TASK REQUIREMENTS :: Copy out exactly the lines below that run from the one holding "filename src/elements/conditional.rs" to the one holding "pub fn state(&self)", keeping both of those lines and no others.

___ INFORMATION GIVEN ___

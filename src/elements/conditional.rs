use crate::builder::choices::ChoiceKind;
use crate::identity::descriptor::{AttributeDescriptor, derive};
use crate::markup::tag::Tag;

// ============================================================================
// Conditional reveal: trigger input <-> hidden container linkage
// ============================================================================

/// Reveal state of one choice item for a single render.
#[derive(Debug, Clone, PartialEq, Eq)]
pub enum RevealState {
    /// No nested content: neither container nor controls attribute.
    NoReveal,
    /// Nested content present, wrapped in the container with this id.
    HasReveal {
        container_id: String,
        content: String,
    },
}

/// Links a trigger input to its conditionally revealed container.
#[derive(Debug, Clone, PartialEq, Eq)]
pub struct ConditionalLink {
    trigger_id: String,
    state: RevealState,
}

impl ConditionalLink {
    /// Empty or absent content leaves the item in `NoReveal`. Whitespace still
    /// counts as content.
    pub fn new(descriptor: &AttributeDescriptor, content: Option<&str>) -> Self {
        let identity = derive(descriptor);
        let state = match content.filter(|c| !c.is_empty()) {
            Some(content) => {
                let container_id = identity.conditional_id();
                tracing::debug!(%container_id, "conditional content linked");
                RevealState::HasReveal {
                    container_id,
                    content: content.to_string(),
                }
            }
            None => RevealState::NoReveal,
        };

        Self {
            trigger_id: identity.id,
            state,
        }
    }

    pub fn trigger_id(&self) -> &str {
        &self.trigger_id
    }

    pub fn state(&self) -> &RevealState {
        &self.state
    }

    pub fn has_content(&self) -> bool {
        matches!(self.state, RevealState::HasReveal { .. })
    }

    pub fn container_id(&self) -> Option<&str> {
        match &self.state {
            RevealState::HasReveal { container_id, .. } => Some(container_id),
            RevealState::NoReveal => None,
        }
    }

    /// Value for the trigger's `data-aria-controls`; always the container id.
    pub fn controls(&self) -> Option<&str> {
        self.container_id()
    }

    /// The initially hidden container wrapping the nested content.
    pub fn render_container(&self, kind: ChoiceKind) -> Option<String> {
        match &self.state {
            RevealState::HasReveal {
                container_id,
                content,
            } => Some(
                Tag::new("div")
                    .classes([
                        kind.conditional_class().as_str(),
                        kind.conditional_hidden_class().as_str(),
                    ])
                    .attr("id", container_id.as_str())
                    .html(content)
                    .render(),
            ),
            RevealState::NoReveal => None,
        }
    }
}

___
___ INFORMATION GIVEN ___

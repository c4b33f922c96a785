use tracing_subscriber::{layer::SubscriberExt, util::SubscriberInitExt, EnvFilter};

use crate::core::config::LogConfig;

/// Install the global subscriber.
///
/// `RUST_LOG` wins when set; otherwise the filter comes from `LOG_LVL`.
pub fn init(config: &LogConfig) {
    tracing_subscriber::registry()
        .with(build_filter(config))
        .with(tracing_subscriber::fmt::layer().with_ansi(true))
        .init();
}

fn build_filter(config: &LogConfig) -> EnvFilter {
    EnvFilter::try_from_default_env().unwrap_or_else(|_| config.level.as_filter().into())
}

___

YOUR RESPONSE ::
filename src/elements/conditional.rs
use crate::builder::choices::ChoiceKind;
use crate::identity::descriptor::{AttributeDescriptor, derive};
use crate::markup::tag::Tag;

// ============================================================================
// Conditional reveal: trigger input <-> hidden container linkage
// ============================================================================

/// Reveal state of one choice item for a single render.
#[derive(Debug, Clone, PartialEq, Eq)]
pub enum RevealState {
    /// No nested content: neither container nor controls attribute.
    NoReveal,
    /// Nested content present, wrapped in the container with this id.
    HasReveal {
        container_id: String,
        content: String,
    },
}

/// Links a trigger input to its conditionally revealed container.
#[derive(Debug, Clone, PartialEq, Eq)]
pub struct ConditionalLink {
    trigger_id: String,
    state: RevealState,
}

impl ConditionalLink {
    /// Empty or absent content leaves the item in `NoReveal`. Whitespace still
    /// counts as content.
    pub fn new(descriptor: &AttributeDescriptor, content: Option<&str>) -> Self {
        let identity = derive(descriptor);
        let state = match content.filter(|c| !c.is_empty()) {
            Some(content) => {
                let container_id = identity.conditional_id();
                tracing::debug!(%container_id, "conditional content linked");
                RevealState::HasReveal {
                    container_id,
                    content: content.to_string(),
                }
            }
            None => RevealState::NoReveal,
        };

        Self {
            trigger_id: identity.id,
            state,
        }
    }

    pub fn trigger_id(&self) -> &str {
        &self.trigger_id
    }

    pub fn state(&self) -> &RevealState {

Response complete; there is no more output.